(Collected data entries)

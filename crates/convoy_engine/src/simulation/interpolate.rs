use crate::geopoint::GeoPoint;

/// Marker position along `path` for a progress fraction.
///
/// Picks the point at `floor(progress * (len - 1))`, a step function over
/// point indices. Movement is not distance proportional: on a path with
/// unevenly spaced points the marker visibly changes speed.
///
/// `progress` is clamped to `[0, 1]`, NaN counts as `0`. Returns `None`
/// only for an empty path.
pub fn position_at(path: &[GeoPoint], progress: f64) -> Option<GeoPoint> {
    let last = path.len().checked_sub(1)?;
    let progress = if progress.is_nan() {
        0.0
    } else {
        progress.clamp(0.0, 1.0)
    };

    let index = (progress * last as f64).floor() as usize;
    path.get(index.min(last)).copied()
}
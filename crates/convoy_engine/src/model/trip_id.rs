use std::fmt::Display;

use serde::{Deserialize, Deserializer, Serialize, Serializer};

/// Identifier of a trip in the system of record.
///
/// The backend hands out integer ids but nothing in the engine relies on
/// that, so ids are kept as opaque strings. Numeric ids go back over the
/// wire as numbers.
#[derive(Clone, Debug, PartialEq, Eq, Hash, PartialOrd, Ord)]
pub struct TripId(String);

impl TripId {
    pub fn new(id: impl Into<String>) -> Self {
        TripId(id.into())
    }

    pub fn as_str(&self) -> &str {
        &self.0
    }
}

impl Display for TripId {
    fn fmt(&self, f: &mut std::fmt::Formatter<'_>) -> std::fmt::Result {
        write!(f, "{}", self.0)
    }
}

impl From<u64> for TripId {
    fn from(id: u64) -> Self {
        TripId(id.to_string())
    }
}

impl From<&str> for TripId {
    fn from(id: &str) -> Self {
        TripId(id.to_string())
    }
}

impl From<String> for TripId {
    fn from(id: String) -> Self {
        TripId(id)
    }
}

impl Serialize for TripId {
    fn serialize<S: Serializer>(&self, serializer: S) -> Result<S::Ok, S::Error> {
        match self.0.parse::<u64>() {
            Ok(numeric) => serializer.serialize_u64(numeric),
            Err(_) => serializer.serialize_str(&self.0),
        }
    }
}

#[derive(Deserialize)]
#[serde(untagged)]
enum RawTripId {
    Numeric(u64),
    Text(String),
}

impl<'de> Deserialize<'de> for TripId {
    fn deserialize<D: Deserializer<'de>>(deserializer: D) -> Result<Self, D::Error> {
        Ok(match RawTripId::deserialize(deserializer)? {
            RawTripId::Numeric(id) => TripId::from(id),
            RawTripId::Text(id) => TripId(id),
        })
    }
}
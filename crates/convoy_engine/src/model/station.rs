use crate::geopoint::GeoPoint;

/// Reference data owned by the backend.
#[derive(Clone, Debug, PartialEq)]
pub struct Station {
    pub id: u64,
    pub name: String,
    pub location: GeoPoint,
}
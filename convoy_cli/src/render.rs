use comfy_table::{Table, presets::UTF8_FULL};
use convoy_engine::{
    geopoint::GeoPoint,
    model::{cargo::CargoRoute, trip::Trip, trip_id::TripId},
    routing::route_polyline::PolylineSource,
    view::map_scene::MapScene,
};
use indicatif::{MultiProgress, ProgressBar, ProgressStyle};

pub fn print_trips(trips: &[Trip]) {
    let mut table = Table::new();
    table.load_preset(UTF8_FULL).set_header(vec![
        "Trip", "Vehicle", "Capacity", "Stops", "Cargo", "Weight", "Distance", "Cost", "Status",
    ]);

    for trip in trips {
        let vehicle = if trip.vehicle.is_rental {
            format!("{} (rental)", trip.vehicle.plate)
        } else {
            trip.vehicle.plate.clone()
        };
        let stops = trip
            .stops
            .iter()
            .map(|stop| stop.station_name.as_str())
            .collect::<Vec<_>>()
            .join(" → ");

        table.add_row(vec![
            trip.id.to_string(),
            vehicle,
            format!("{:.0} kg", trip.vehicle.capacity_kg),
            stops,
            trip.cargo_count().to_string(),
            format!("{:.1} kg", trip.total_weight()),
            format!("{:.1} km", trip.distance),
            format!("{:.2}", trip.total_cost),
            trip.status.to_string(),
        ]);
    }

    println!("{table}");
}

pub fn print_scene(scene: &MapScene) {
    let mut table = Table::new();
    table.load_preset(UTF8_FULL).set_header(vec![
        "Trip", "Color", "Status", "Route", "Points", "Length", "Planned", "Vehicle",
    ]);

    for layer in &scene.layers {
        let route = match layer.polyline.source() {
            PolylineSource::Road => "road",
            PolylineSource::StraightLine => "straight",
        };
        let vehicle = match &layer.vehicle {
            Some(vehicle) => format!("{} {} {}%", vehicle.plate, vehicle.location, vehicle.percent),
            None => String::from("-"),
        };

        table.add_row(vec![
            layer.trip_id.to_string(),
            layer.color.to_string(),
            layer.status.to_string(),
            route.to_string(),
            layer.polyline.len().to_string(),
            format!("{:.1} km", layer.polyline.length_meters() / 1000.0),
            format!("{:.1} km", layer.distance_km),
            vehicle,
        ]);
    }

    println!("Depot: {} {}", scene.depot.name, scene.depot.location);
    println!("{table}");

    if let Some(preview) = &scene.preview {
        println!(
            "Not planned yet, expected route: {:.1} km to the depot",
            preview.length_meters() / 1000.0
        );
    }
}

pub fn print_cargo(cargo_route: &CargoRoute) {
    let cargo = &cargo_route.cargo;
    let mut table = Table::new();
    table.load_preset(UTF8_FULL);
    table.add_row(vec![String::from("Cargo"), cargo.id.to_string()]);
    table.add_row(vec![
        String::from("Station"),
        format!("{} {}", cargo.station.name, cargo.station.location),
    ]);
    table.add_row(vec![String::from("Status"), cargo.status.to_string()]);
    table.add_row(vec![
        String::from("Weight"),
        format!("{:.1} kg x {}", cargo.weight, cargo.quantity),
    ]);
    if let Some(target_date) = cargo.target_date {
        table.add_row(vec![String::from("Target date"), target_date.to_string()]);
    }
    if let Some(trip) = &cargo_route.trip {
        table.add_row(vec![
            String::from("Trip"),
            format!("{} ({})", trip.id, trip.vehicle.plate),
        ]);
    }

    println!("{table}");
}

/// One progress bar per trip of a running batch.
pub struct TripBars {
    _multi: MultiProgress,
    bars: Vec<(TripId, ProgressBar)>,
}

impl TripBars {
    pub fn new(trip_ids: &[TripId], scene: &MapScene) -> anyhow::Result<Self> {
        let multi = MultiProgress::new();
        let style = ProgressStyle::default_bar().template("{prefix:>12} [{bar:40}] {pos:>3}% {msg}")?;

        let bars = trip_ids
            .iter()
            .map(|trip_id| {
                let plate = scene
                    .layer(trip_id)
                    .and_then(|layer| layer.vehicle.as_ref())
                    .map(|vehicle| vehicle.plate.clone())
                    .unwrap_or_else(|| trip_id.to_string());

                let bar = multi.add(ProgressBar::new(100));
                bar.set_style(style.clone());
                bar.set_prefix(plate);
                (trip_id.clone(), bar)
            })
            .collect();

        Ok(Self {
            _multi: multi,
            bars,
        })
    }

    pub fn update(&self, progress: f64, positions: &[(TripId, GeoPoint)]) {
        let percent = (progress * 100.0).round() as u64;

        for (trip_id, location) in positions {
            if let Some((_, bar)) = self.bars.iter().find(|(id, _)| id == trip_id) {
                bar.set_position(percent);
                bar.set_message(location.to_string());
            }
        }
    }

    pub fn finish(&self) {
        for (_, bar) in &self.bars {
            bar.finish();
        }
    }

    pub fn abandon(&self) {
        for (_, bar) in &self.bars {
            bar.abandon();
        }
    }
}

Task directions – Transcribe the records in full, word for word.

Your response –
filename crates/convoy_engine/src/simulation/interpolate.rs
use crate::geopoint::GeoPoint;

/// Marker position along `path` for a progress fraction.
///
/// Picks the point at `floor(progress * (len - 1))`, a step function over
/// point indices. Movement is not distance proportional: on a path with
/// unevenly spaced points the marker visibly changes speed.
///
/// `progress` is clamped to `[0, 1]`, NaN counts as `0`. Returns `None`
/// only for an empty path.
pub fn position_at(path: &[GeoPoint], progress: f64) -> Option<GeoPoint> {
    let last = path.len().checked_sub(1)?;
    let progress = if progress.is_nan() {
        0.0
    } else {
        progress.clamp(0.0, 1.0)
    };

    let index = (progress * last as f64).floor() as usize;
    path.get(index.min(last)).copied()
}
filename crates/convoy_engine/src/model/trip_id.rs
use std::fmt::Display;

use serde::{Deserialize, Deserializer, Serialize, Serializer};

/// Identifier of a trip in the system of record.
///
/// The backend hands out integer ids but nothing in the engine relies on
/// that, so ids are kept as opaque strings. Numeric ids go back over the
/// wire as numbers.
#[derive(Clone, Debug, PartialEq, Eq, Hash, PartialOrd, Ord)]
pub struct TripId(String);

impl TripId {
    pub fn new(id: impl Into<String>) -> Self {
        TripId(id.into())
    }

    pub fn as_str(&self) -> &str {
        &self.0
    }
}

impl Display for TripId {
    fn fmt(&self, f: &mut std::fmt::Formatter<'_>) -> std::fmt::Result {
        write!(f, "{}", self.0)
    }
}

impl From<u64> for TripId {
    fn from(id: u64) -> Self {
        TripId(id.to_string())
    }
}

impl From<&str> for TripId {
    fn from(id: &str) -> Self {
        TripId(id.to_string())
    }
}

impl From<String> for TripId {
    fn from(id: String) -> Self {
        TripId(id)
    }
}

impl Serialize for TripId {
    fn serialize<S: Serializer>(&self, serializer: S) -> Result<S::Ok, S::Error> {
        match self.0.parse::<u64>() {
            Ok(numeric) => serializer.serialize_u64(numeric),
            Err(_) => serializer.serialize_str(&self.0),
        }
    }
}

#[derive(Deserialize)]
#[serde(untagged)]
enum RawTripId {
    Numeric(u64),
    Text(String),
}

impl<'de> Deserialize<'de> for TripId {
    fn deserialize<D: Deserializer<'de>>(deserializer: D) -> Result<Self, D::Error> {
        Ok(match RawTripId::deserialize(deserializer)? {
            RawTripId::Numeric(id) => TripId::from(id),
            RawTripId::Text(id) => TripId(id),
        })
    }
}
filename crates/convoy_engine/src/model/station.rs
use crate::geopoint::GeoPoint;

/// Reference data owned by the backend.
#[derive(Clone, Debug, PartialEq)]
pub struct Station {
    pub id: u64,
    pub name: String,
    pub location: GeoPoint,
}
filename convoy_cli/src/render.rs
use comfy_table::{Table, presets::UTF8_FULL};
use convoy_engine::{
    geopoint::GeoPoint,
    model::{cargo::CargoRoute, trip::Trip, trip_id::TripId},
    routing::route_polyline::PolylineSource,
    view::map_scene::MapScene,
};
use indicatif::{MultiProgress, ProgressBar, ProgressStyle};

pub fn print_trips(trips: &[Trip]) {
    let mut table = Table::new();
    table.load_preset(UTF8_FULL).set_header(vec![
        "Trip", "Vehicle", "Capacity", "Stops", "Cargo", "Weight", "Distance", "Cost", "Status",
    ]);

    for trip in trips {
        let vehicle = if trip.vehicle.is_rental {
            format!("{} (rental)", trip.vehicle.plate)
        } else {
            trip.vehicle.plate.clone()
        };
        let stops = trip
            .stops
            .iter()
            .map(|stop| stop.station_name.as_str())
            .collect::<Vec<_>>()
            .join(" → ");

        table.add_row(vec![
            trip.id.to_string(),
            vehicle,
            format!("{:.0} kg", trip.vehicle.capacity_kg),
            stops,
            trip.cargo_count().to_string(),
            format!("{:.1} kg", trip.total_weight()),
            format!("{:.1} km", trip.distance),
            format!("{:.2}", trip.total_cost),
            trip.status.to_string(),
        ]);
    }

    println!("{table}");
}

pub fn print_scene(scene: &MapScene) {
    let mut table = Table::new();
    table.load_preset(UTF8_FULL).set_header(vec![
        "Trip", "Color", "Status", "Route", "Points", "Length", "Planned", "Vehicle",
    ]);

    for layer in &scene.layers {
        let route = match layer.polyline.source() {
            PolylineSource::Road => "road",
            PolylineSource::StraightLine => "straight",
        };
        let vehicle = match &layer.vehicle {
            Some(vehicle) => format!("{} {} {}%", vehicle.plate, vehicle.location, vehicle.percent),
            None => String::from("-"),
        };

        table.add_row(vec![
            layer.trip_id.to_string(),
            layer.color.to_string(),
            layer.status.to_string(),
            route.to_string(),
            layer.polyline.len().to_string(),
            format!("{:.1} km", layer.polyline.length_meters() / 1000.0),
            format!("{:.1} km", layer.distance_km),
            vehicle,
        ]);
    }

    println!("Depot: {} {}", scene.depot.name, scene.depot.location);
    println!("{table}");

    if let Some(preview) = &scene.preview {
        println!(
            "Not planned yet, expected route: {:.1} km to the depot",
            preview.length_meters() / 1000.0
        );
    }
}

pub fn print_cargo(cargo_route: &CargoRoute) {
    let cargo = &cargo_route.cargo;
    let mut table = Table::new();
    table.load_preset(UTF8_FULL);
    table.add_row(vec![String::from("Cargo"), cargo.id.to_string()]);
    table.add_row(vec![
        String::from("Station"),
        format!("{} {}", cargo.station.name, cargo.station.location),
    ]);
    table.add_row(vec![String::from("Status"), cargo.status.to_string()]);
    table.add_row(vec![
        String::from("Weight"),
        format!("{:.1} kg x {}", cargo.weight, cargo.quantity),
    ]);
    if let Some(target_date) = cargo.target_date {
        table.add_row(vec![String::from("Target date"), target_date.to_string()]);
    }
    if let Some(trip) = &cargo_route.trip {
        table.add_row(vec![
            String::from("Trip"),
            format!("{} ({})", trip.id, trip.vehicle.plate),
        ]);
    }

    println!("{table}");
}

/// One progress bar per trip of a running batch.
pub struct TripBars {
    _multi: MultiProgress,
    bars: Vec<(TripId, ProgressBar)>,
}

impl TripBars {
    pub fn new(trip_ids: &[TripId], scene: &MapScene) -> anyhow::Result<Self> {
        let multi = MultiProgress::new();
        let style = ProgressStyle::default_bar().template("{prefix:>12} [{bar:40}] {pos:>3}% {msg}")?;

        let bars = trip_ids
            .iter()
            .map(|trip_id| {
                let plate = scene
                    .layer(trip_id)
                    .and_then(|layer| layer.vehicle.as_ref())
                    .map(|vehicle| vehicle.plate.clone())
                    .unwrap_or_else(|| trip_id.to_string());

                let bar = multi.add(ProgressBar::new(100));
                bar.set_style(style.clone());
                bar.set_prefix(plate);
                (trip_id.clone(), bar)
            })
            .collect();

        Ok(Self {
            _multi: multi,
            bars,
        })
    }

    pub fn update(&self, progress: f64, positions: &[(TripId, GeoPoint)]) {
        let percent = (progress * 100.0).round() as u64;

        for (trip_id, location) in positions {
            if let Some((_, bar)) = self.bars.iter().find(|(id, _)| id == trip_id) {
                bar.set_position(percent);
                bar.set_message(location.to_string());
            }
        }
    }

    pub fn finish(&self) {
        for (_, bar) in &self.bars {
            bar.finish();
        }
    }

    pub fn abandon(&self) {
        for (_, bar) in &self.bars {
            bar.abandon();
        }
    }
}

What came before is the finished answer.